Pepper has helped sell goods such as smartphones and coffee machines before, but engineers hope Watson’s ability to suggest relevant information will lead to richer interactions with customers. The robot can be programmed with a specific goal in mind—to move stock out the door.
Laden with sensors, the cloud-connected Pepper has been marketed as a communication robot with a feel-good vibe and penchant for jokes, but developers are trying to make it more useful. One problem is the bottlenecks inherent in “embodying” the Watson AI platform and its natural-language processing powers in the real world via a robot like Pepper.

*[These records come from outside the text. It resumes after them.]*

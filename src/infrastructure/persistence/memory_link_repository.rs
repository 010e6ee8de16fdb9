//! In-memory implementation of the link repository.

use async_trait::async_trait;
use chrono::Utc;
use serde_json::json;
use std::collections::{BTreeMap, HashMap};
use std::sync::Mutex;

use crate::domain::entities::{Link, NewLink};
use crate::domain::repositories::LinkRepository;
use crate::error::AppError;

#[derive(Default)]
struct Tables {
    next_id: i64,
    links: BTreeMap<i64, Link>,
    by_code: HashMap<String, i64>,
}

/// Link store kept in process memory.
///
/// Mirrors the PostgreSQL repository's contract: ids start at 1 and grow
/// monotonically, and short codes are unique. Used by tests and local runs.
#[derive(Default)]
pub struct InMemoryLinkRepository {
    inner: Mutex<Tables>,
}

impl InMemoryLinkRepository {
    pub fn new() -> Self {
        Self::default()
    }

    fn lock(&self) -> Result<std::sync::MutexGuard<'_, Tables>, AppError> {
        self.inner
            .lock()
            .map_err(|_| AppError::internal("Link store lock poisoned", json!({})))
    }
}

#[async_trait]
impl LinkRepository for InMemoryLinkRepository {
    async fn insert(&self, new_link: NewLink) -> Result<Link, AppError> {
        let mut tables = self.lock()?;

        if tables.by_code.contains_key(&new_link.short_code) {
            return Err(AppError::code_taken(new_link.short_code));
        }

        tables.next_id += 1;
        let link = Link::new(
            tables.next_id,
            new_link.long_url,
            new_link.short_code,
            Utc::now(),
            0,
        );

        tables.by_code.insert(link.short_code.clone(), link.id);
        tables.links.insert(link.id, link.clone());
        Ok(link)
    }

    async fn find_by_code(&self, short_code: &str) -> Result<Option<Link>, AppError> {
        let tables = self.lock()?;
        Ok(tables
            .by_code
            .get(short_code)
            .and_then(|id| tables.links.get(id))
            .cloned())
    }

    async fn update_code(&self, id: i64, short_code: &str) -> Result<Link, AppError> {
        let mut tables = self.lock()?;

        if let Some(owner) = tables.by_code.get(short_code)
            && *owner != id
        {
            return Err(AppError::code_taken(short_code));
        }

        let Some(link) = tables.links.get_mut(&id) else {
            return Err(AppError::not_found("Link not found", json!({ "id": id })));
        };

        let old_code = std::mem::replace(&mut link.short_code, short_code.to_string());
        let updated = link.clone();

        tables.by_code.remove(&old_code);
        tables.by_code.insert(short_code.to_string(), id);
        Ok(updated)
    }

    async fn increment_click_count(&self, id: i64) -> Result<(), AppError> {
        let mut tables = self.lock()?;
        if let Some(link) = tables.links.get_mut(&id) {
            link.click_count += 1;
        }
        Ok(())
    }

    async fn find_placeholders(&self, limit: i64) -> Result<Vec<Link>, AppError> {
        let tables = self.lock()?;
        Ok(tables
            .links
            .values()
            .filter(|link| link.is_placeholder())
            .take(usize::try_from(limit).unwrap_or(0))
            .cloned()
            .collect())
    }

    async fn discard_placeholder(&self, id: i64) -> Result<bool, AppError> {
        let mut tables = self.lock()?;

        let code = match tables.links.get(&id) {
            Some(link) if link.is_placeholder() => link.short_code.clone(),
            _ => return Ok(false),
        };

        tables.links.remove(&id);
        tables.by_code.remove(&code);
        Ok(true)
    }

    async fn count(&self) -> Result<i64, AppError> {
        Ok(self.lock()?.links.len() as i64)
    }

    async fn health_check(&self) -> bool {
        self.inner.lock().is_ok()
    }
}
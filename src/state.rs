//! Shared application state injected into handlers.

use std::sync::Arc;

use crate::application::services::{ClickRecorder, LinkService};
use crate::domain::repositories::LinkRepository;
use crate::infrastructure::messaging::TelemetryPublisher;

/// State cloned into every handler.
///
/// Holds the only [`ClickRecorder`] senders: once the server drops its
/// state, the click queue closes and the worker drains.
#[derive(Clone)]
pub struct AppState {
    pub link_service: Arc<LinkService<dyn LinkRepository>>,
    pub link_repository: Arc<dyn LinkRepository>,
    pub click_recorder: ClickRecorder,
    pub publisher: Arc<TelemetryPublisher>,
}

impl AppState {
    pub fn new(
        link_repository: Arc<dyn LinkRepository>,
        click_recorder: ClickRecorder,
        publisher: Arc<TelemetryPublisher>,
        base_url: &str,
        max_custom_code_length: usize,
    ) -> Self {
        let link_service = Arc::new(LinkService::new(
            Arc::clone(&link_repository),
            base_url,
            max_custom_code_length,
        ));

        Self {
            link_service,
            link_repository,
            click_recorder,
            publisher,
        }
    }
}
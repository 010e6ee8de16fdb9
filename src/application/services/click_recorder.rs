//! Non-blocking click capture for the redirect path.

use chrono::Utc;
use metrics::counter;
use tokio::sync::mpsc::{self, error::TrySendError};
use tracing::{debug, warn};

use crate::domain::click_event::ClickEvent;
use crate::domain::entities::Link;
use crate::utils::client_ip::ClientContext;

/// Hands click events to the background worker without waiting.
///
/// The queue is bounded. When it is full or closed the event is dropped and
/// logged; the redirect that triggered it is never affected.
#[derive(Clone)]
pub struct ClickRecorder {
    sender: mpsc::Sender<ClickEvent>,
}

impl ClickRecorder {
    /// Creates a recorder and the receiving end of its queue.
    pub fn new(capacity: usize) -> (Self, mpsc::Receiver<ClickEvent>) {
        let (sender, receiver) = mpsc::channel(capacity.max(1));
        (Self { sender }, receiver)
    }

    /// Records a click on `link`, stamped with the current time.
    pub fn record_click(&self, link: &Link, client: ClientContext) {
        let event = ClickEvent::new(
            link,
            Utc::now(),
            client.user_agent,
            client.ip_address,
            client.referer,
        );

        match self.sender.try_send(event) {
            Ok(()) => {
                counter!("click_events_enqueued_total").increment(1);
                debug!(link_id = link.id, short_code = %link.short_code, "Click queued");
            }
            Err(TrySendError::Full(event)) => {
                counter!("click_events_dropped_total").increment(1);
                warn!(
                    link_id = event.link_id,
                    short_code = %event.short_code,
                    "Click queue full, dropping event"
                );
            }
            Err(TrySendError::Closed(event)) => {
                counter!("click_events_dropped_total").increment(1);
                warn!(
                    link_id = event.link_id,
                    short_code = %event.short_code,
                    "Click queue closed, dropping event"
                );
            }
        }
    }

    pub fn is_closed(&self) -> bool {
        self.sender.is_closed()
    }

    /// Free slots in the queue.
    pub fn capacity(&self) -> usize {
        self.sender.capacity()
    }

    pub fn max_capacity(&self) -> usize {
        self.sender.max_capacity()
    }
}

In a demo on Thursday, IBM described how Pepper can identify customers in a shop, approach them and strike up a conversation, and answer their questions about products such as flatscreen TVs with an eye to making a sale. It could even bring related information, such as the start of 4K broadcasts, to bear. The demo took place at a tech show in Tokyo hosted by mobile carrier SoftBank, which put Pepper on the Japanese market last month.

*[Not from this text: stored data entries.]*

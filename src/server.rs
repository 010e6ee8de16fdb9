//! HTTP server initialization and runtime setup.
//!
//! Handles database connections, event channel setup, worker spawning, the
//! Axum server lifecycle and the shutdown sequence.

use crate::application::services::ClickRecorder;
use crate::config::Config;
use crate::domain::click_worker::run_click_worker;
use crate::domain::repositories::LinkRepository;
use crate::infrastructure::messaging::{
    EventChannel, InMemoryEventChannel, RedisStreamChannel, TelemetryPublisher,
};
use crate::infrastructure::persistence::PgLinkRepository;
use crate::routes::app_router;
use crate::state::AppState;

use anyhow::{Context, Result};
use axum::ServiceExt;
use axum::extract::Request;
use sqlx::PgPool;
use sqlx::postgres::PgPoolOptions;
use std::net::SocketAddr;
use std::sync::Arc;
use std::time::Duration;

/// Extra time granted to the publisher on shutdown beyond its request timeout.
const CLOSE_GRACE: Duration = Duration::from_secs(5);

/// Opens the PostgreSQL pool with the configured limits.
///
/// # Errors
///
/// Returns an error if the database cannot be reached.
pub async fn connect_database(config: &Config) -> Result<PgPool> {
    let pool = PgPoolOptions::new()
        .max_connections(config.db_max_connections)
        .acquire_timeout(Duration::from_secs(config.db_connect_timeout))
        .idle_timeout(Duration::from_secs(config.db_idle_timeout))
        .max_lifetime(Duration::from_secs(config.db_max_lifetime))
        .connect(&config.database_url)
        .await
        .context("Failed to connect to database")?;

    tracing::info!("Connected to database");
    Ok(pool)
}

/// Connects the configured event channel.
///
/// Falls back to the in-process channel when Redis is not configured or
/// cannot be reached; click events are then lost on restart.
pub async fn connect_event_channel(config: &Config) -> Arc<dyn EventChannel> {
    if let Some(redis_url) = &config.redis_url {
        match RedisStreamChannel::connect(redis_url, config.producer.replica_acks()).await {
            Ok(channel) => {
                tracing::info!("Event channel: Redis Streams");
                return Arc::new(channel);
            }
            Err(e) => {
                tracing::warn!("{}. Using in-process event channel.", e);
            }
        }
    } else {
        tracing::warn!("REDIS_URL not set, using in-process event channel");
    }

    Arc::new(InMemoryEventChannel::new())
}

/// Runs the HTTP server with the given configuration.
///
/// Initializes:
/// - PostgreSQL connection pool
/// - Apply migrations
/// - Event channel and telemetry publisher
/// - Background click worker
/// - Axum HTTP server
///
/// On SIGINT/SIGTERM the server stops accepting connections and finishes
/// in-flight requests, then the click queue closes, the worker drains and
/// the publisher is closed.
///
/// # Errors
///
/// Returns an error if:
/// - Database connection or migration fails
/// - Server bind fails
/// - Server runtime error occurs
pub async fn run(config: Config) -> Result<()> {
    let pool = connect_database(&config).await?;

    sqlx::migrate!("./migrations")
        .run(&pool)
        .await
        .context("Failed to run migrations")?;

    let channel = connect_event_channel(&config).await;
    let publisher = Arc::new(TelemetryPublisher::new(channel, &config.producer));

    let link_repository: Arc<dyn LinkRepository> =
        Arc::new(PgLinkRepository::new(Arc::new(pool.clone())));

    let (click_recorder, click_rx) = ClickRecorder::new(config.click_queue_capacity);
    let worker = tokio::spawn(run_click_worker(
        click_rx,
        Arc::clone(&publisher),
        Arc::clone(&link_repository),
        config.click_worker_concurrency,
    ));
    tracing::info!("Click worker started");

    let state = AppState::new(
        link_repository,
        click_recorder,
        Arc::clone(&publisher),
        &config.base_url,
        config.max_custom_code_length,
    );

    let app = app_router(state);

    let addr: SocketAddr = config.listen_addr.parse()?;
    let listener = tokio::net::TcpListener::bind(addr).await?;
    tracing::info!("Listening on http://{addr}");

    axum::serve(
        listener,
        ServiceExt::<Request>::into_make_service_with_connect_info::<SocketAddr>(app),
    )
    .with_graceful_shutdown(shutdown_signal())
    .await?;

    tracing::info!("HTTP server stopped, draining click events");

    // The router and its state are gone, so the click queue is closed.
    let drain_budget = config.producer.request_timeout + CLOSE_GRACE;
    match tokio::time::timeout(drain_budget, worker).await {
        Ok(Ok(())) => {}
        Ok(Err(e)) => tracing::error!("Click worker failed: {}", e),
        Err(_) => tracing::warn!("Click worker did not drain within {:?}", drain_budget),
    }

    if let Err(e) = publisher.close(CLOSE_GRACE).await {
        tracing::warn!("Failed to close event channel: {}", e);
    }

    pool.close().await;
    tracing::info!("Shutdown complete");

    Ok(())
}

async fn shutdown_signal() {
    let ctrl_c = async {
        if let Err(e) = tokio::signal::ctrl_c().await {
            tracing::error!("Failed to listen for Ctrl+C: {}", e);
            std::future::pending::<()>().await;
        }
    };

    #[cfg(unix)]
    let terminate = async {
        match tokio::signal::unix::signal(tokio::signal::unix::SignalKind::terminate()) {
            Ok(mut signal) => {
                signal.recv().await;
            }
            Err(e) => {
                tracing::error!("Failed to listen for SIGTERM: {}", e);
                std::future::pending::<()>().await;
            }
        }
    };

    #[cfg(not(unix))]
    let terminate = std::future::pending::<()>();

    tokio::select! {
        _ = ctrl_c => {},
        _ = terminate => {},
    }

    tracing::info!("Shutdown signal received");
}
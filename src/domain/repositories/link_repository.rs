//! Repository trait for the link store.

use crate::domain::entities::{Link, NewLink};
use crate::error::AppError;
use async_trait::async_trait;

/// Durable table of links keyed by a unique short code.
///
/// The store is the source of truth for short code uniqueness: concurrent
/// inserts or renames that would duplicate a code must be rejected with
/// [`AppError::CodeAlreadyTaken`], whatever the caller checked beforehand.
///
/// # Implementations
///
/// - [`crate::infrastructure::persistence::PgLinkRepository`] - PostgreSQL implementation
/// - [`crate::infrastructure::persistence::InMemoryLinkRepository`] - in-process store
/// - Test mocks available with `cfg(test)`
#[cfg_attr(test, mockall::automock)]
#[async_trait]
pub trait LinkRepository: Send + Sync {
    /// Inserts a new link and returns it with its storage-assigned id.
    ///
    /// # Errors
    ///
    /// Returns [`AppError::CodeAlreadyTaken`] if the short code already exists.
    /// Returns [`AppError::Internal`] on database errors.
    async fn insert(&self, new_link: NewLink) -> Result<Link, AppError>;

    /// Finds a link by its short code.
    ///
    /// # Errors
    ///
    /// Returns [`AppError::Internal`] on database errors.
    async fn find_by_code(&self, short_code: &str) -> Result<Option<Link>, AppError>;

    /// Replaces the short code of an existing link.
    ///
    /// # Errors
    ///
    /// Returns [`AppError::CodeAlreadyTaken`] if another link owns `short_code`.
    /// Returns [`AppError::NotFound`] if no link has this id.
    async fn update_code(&self, id: i64, short_code: &str) -> Result<Link, AppError>;

    /// Adds one to the link's click counter.
    ///
    /// # Errors
    ///
    /// Returns [`AppError::Internal`] on database errors. A missing id is not an error.
    async fn increment_click_count(&self, id: i64) -> Result<(), AppError>;

    /// Lists links still carrying an allocation placeholder code, oldest first.
    async fn find_placeholders(&self, limit: i64) -> Result<Vec<Link>, AppError>;

    /// Deletes a link only while it still carries its placeholder code.
    ///
    /// Returns `Ok(true)` if a row was removed.
    async fn discard_placeholder(&self, id: i64) -> Result<bool, AppError>;

    /// Counts all links.
    async fn count(&self) -> Result<i64, AppError>;

    /// Checks that the store is reachable.
    async fn health_check(&self) -> bool;
}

Watson servers in the U.S. had been fed information related to conversations about TVs so that the software could choose the best answer when given a query. It employs a dialog manager, a question-and-answer engine and speech-text interfaces.
But amid the noise of the show, the robot often failed to recognize what was being said by an IBM staffer acting as a customer. That doesn’t bode well for working at Japanese electronics retail outlets, which resound with shouts from human clerks trying to get attention.
Pepper also had difficulties in another demo designed to showcase its ability to recognize everyday objects. Staff from SoftBank cloud service firm Cocoro SB, which engineered the robot’s “emotion engine,” presented things like candy, a bar of soap and a tube of toothpaste to a camera on Pepper, and named each in turn.
Later, when presented with the candy, for instance, Pepper said in high-pitched Japanese, “Let’s see….that’s a bar of Kao White soap.” Onlookers burst out laughing.
The firm attributed the goofs to a lack of training data in the neural network the robot uses to identify things. The network compares the features of an image to high-level descriptions of other images in its database to find a match.
As Pepper practiced more throughout the day, its performance improved. But when shown a voice recorder, which was something totally new, it identified it as a tube of toothpaste. After being presented with the recorder in three different orientations, it was able to identify it correctly.
That sort of step-by-step knowledge building is essential for recognizing objects in its environment.
“It has no broad understanding of things. It just looks for small patterns,” said Cocoro SB engineer Akira Takanami.
Watson could significantly enhance Pepper’s knowledge of new items. When introduced to chocolate, for example, Pepper could draw upon the platform’s knowledge of the food and start talking about chocolate varieties and recipes.
“With Watson, it can answer questions more deeply,” said Shu Shimizu, a senior manager for cognitive computing at IBM Japan.
Robots could be better at selling than some human counterparts, at least if one experiment is anything to judge by. Scientists from Osaka University’s Intelligent Robotics Laboratory set up a lifelike female android as a clerk in a department store and had it try to sell US$100 cashmere sweaters. During the experiment the robot dealt with twice as many customers as its human counterpart.
SoftBank said it will start accepting lease orders for Pepper from enterprises in October. The robot will be able to approach customers, conduct questionnaires and act as a receptionist. The bot’s monthly “wage” is ¥55,000 ($444), which is less than half that of someone working at Japan’s average minimum wage.
“Pepper can work 24 hours a day, it won’t complain and it will never be late,” SoftBank CEO Masayoshi Son said.